Getty Images / Tom Merton
Getty Images / Tom Merton

Related tags Meta-analysis Cardiovascular disease

An expert on the effects of multivitamins and minerals said he’s not in the least surprised that a recent meta analysis found that the ingredients don’t cut heart disease risk.

Jeffrey Blumberg, PhD is the senior scientist in the Antioxidants Research Laboratory at the Jean Mayer USDA Human Nutrition Research Center on Aging at Tufts University.

He said the recent meta analysis​ was conducted the way many are, and shares the weaknesses of the type. For one thing, the headlines surrounding the publication make it sound like a new finding, when in fact it adds only incrementally to what has already been written, he said.

Null effect on CVD risk not a new finding

The meta-analysis, titled “Supplemental Vitamins and Minerals for CVD Prevention and Treatment,” ​was published earlier this week in the Journal of the American College of Cardiology.​ The authors found that in the studies done with the multivitamin ingredients they were looking at, which included most of the letter vitamins as well as some minerals and other nutrients, the ingredients had no effect on lessening CVD risk nor did they improve the overall mortality picture.

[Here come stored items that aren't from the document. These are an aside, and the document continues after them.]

//! Connection settings for the managed backend.
//!
//! All fields are required unless explicitly marked optional.

use fintra_core::{ConfigError, UserId};
use serde::Deserialize;

#[derive(Debug, Clone, Deserialize)]
#[serde(deny_unknown_fields)]
pub struct ClientConfig {
    /// Project URL, e.g. `https://abc.supabase.co`.
    pub api_base_url: String,
    pub auth: AuthConfig,
    /// Signed-in user; passed to RPCs that record who made a change.
    pub user_id: UserId,
    pub request_timeout_ms: u64,
}

#[derive(Debug, Clone, Deserialize)]
#[serde(deny_unknown_fields)]
pub struct AuthConfig {
    /// Public project key sent as `apikey`.
    pub anon_key: String,
    /// User session token. Falls back to the anon key when absent.
    pub access_token: Option<String>,
}

impl ClientConfig {
    pub fn validate(&self) -> Result<(), ConfigError> {
        let base = self.api_base_url.trim();
        if base.is_empty() {
            return Err(ConfigError::MissingRequired {
                field: "client.api_base_url".to_string(),
            });
        }
        if !(base.starts_with("http://") || base.starts_with("https://")) {
            return Err(ConfigError::InvalidValue {
                field: "client.api_base_url".to_string(),
                value: base.to_string(),
                reason: "must start with http:// or https://".to_string(),
            });
        }
        if self.auth.anon_key.trim().is_empty() {
            return Err(ConfigError::MissingRequired {
                field: "client.auth.anon_key".to_string(),
            });
        }
        if self
            .auth
            .access_token
            .as_deref()
            .is_some_and(|t| t.trim().is_empty())
        {
            return Err(ConfigError::InvalidValue {
                field: "client.auth.access_token".to_string(),
                value: String::new(),
                reason: "must not be empty when provided".to_string(),
            });
        }
        if self.request_timeout_ms == 0 {
            return Err(ConfigError::InvalidValue {
                field: "client.request_timeout_ms".to_string(),
                value: "0".to_string(),
                reason: "must be > 0".to_string(),
            });
        }
        Ok(())
    }
}

#[cfg(test)]
mod tests {
    use super::*;
    use uuid::Uuid;

    fn base_config() -> ClientConfig {
        ClientConfig {
            api_base_url: "https://project.supabase.co".to_string(),
            auth: AuthConfig {
                anon_key: "anon".to_string(),
                access_token: Some("jwt".to_string()),
            },
            user_id: Uuid::nil(),
            request_timeout_ms: 10_000,
        }
    }

    #[test]
    fn test_valid_config() {
        assert!(base_config().validate().is_ok());
    }

    #[test]
    fn test_requires_scheme() {
        let mut config = base_config();
        config.api_base_url = "project.supabase.co".to_string();
        assert!(matches!(
            config.validate(),
            Err(ConfigError::InvalidValue { .. })
        ));
    }

    #[test]
    fn test_requires_anon_key() {
        let mut config = base_config();
        config.auth.anon_key = " ".to_string();
        assert!(config.validate().is_err());
    }

    #[test]
    fn test_rejects_zero_timeout() {
        let mut config = base_config();
        config.request_timeout_ms = 0;
        assert!(config.validate().is_err());
    }

    #[test]
    fn test_rejects_unknown_fields() {
        let toml_like = serde_json::json!({
            "api_base_url": "https://x.supabase.co",
            "auth": { "anon_key": "k", "access_token": null },
            "user_id": "00000000-0000-0000-0000-000000000000",
            "request_timeout_ms": 1000,
            "grpc_endpoint": "nope"
        });
        assert!(serde_json::from_value::<ClientConfig>(toml_like).is_err());
    }
}

#[cfg(test)]
mod prop_tests {
    use super::*;
    use proptest::prelude::*;
    use uuid::Uuid;

    proptest! {
        #![proptest_config(ProptestConfig::with_cases(200))]

        /// Property: a base URL validates exactly when it carries an http(s) scheme.
        #[test]
        fn prop_base_url_scheme(scheme in "(https?|ftp|ws)://", host in "[a-z]{1,12}\\.example\\.com") {
            let config = ClientConfig {
                api_base_url: format!("{scheme}{host}"),
                auth: AuthConfig {
                    anon_key: "anon".to_string(),
                    access_token: None,
                },
                user_id: Uuid::nil(),
                request_timeout_ms: 1_000,
            };
            let expected = scheme.starts_with("http");
            prop_assert_eq!(config.validate().is_ok(), expected);
        }
    }
}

“There’s really not much new here. Out of the 179 studies they included, only 15 were published since the last meta analysis was done. Just imagine how big the results of those studies would have had to have been to swamp the earlier results,”​ Blumberg told NutraIngredients-USA.

Asking the right questions

Blumberg said he did not want to appear overly critical of how the meta-analysis was done as it conformed to standard practices for this type of study. But he did take issue with the basic questions the researchers were asking.

“There are ways of looking at quality of life. You could look at whether the subjects had better physiological function like lower blood pressure or better immune function or cognitive function. Those would be a better questions to ask, rather than looking at hard outcomes like CVD risk or overall mortality,”​ Blumberg said.

“Take heart disease. If you do a long enough study, maybe the average onset of heart disease in the control group would be five years. In the test group taking the multivitamins, let’s say the average onset was at 10 years. If your study is 15 years long, the same number of people got heart disease so you don't show an overall effect, but you also don’t show that difference in quality of life,” ​he said.

And as for overall mortality, whoever said a dietary supplement could prevent you from dying?”​ Blumberg asked.

Weakness of meta-analyses for nutrition

Blumberg said this type of study is particularly difficult to do when trying to assemble nutrition studies. It’s not like trying to look for a secondary signal in drug studies, which are all conducted to similar standards, are more standardized in terms of subjects and duration and use standard materials.  

“They are mixing apples and oranges to say the least. The actual variation in multivitamins can be pretty broad. They say they controlled for this, but I would like to know how they did this when some of the studies themselves don’t provide that level of detail,”​ Blumberg said.

“And there is no baseline nutritional data for the subjects. There is an assumption that if the study is large enough and randomized well enough that that evens out on both sides, but you can’t say that for all of these 179 studies,”​ he said.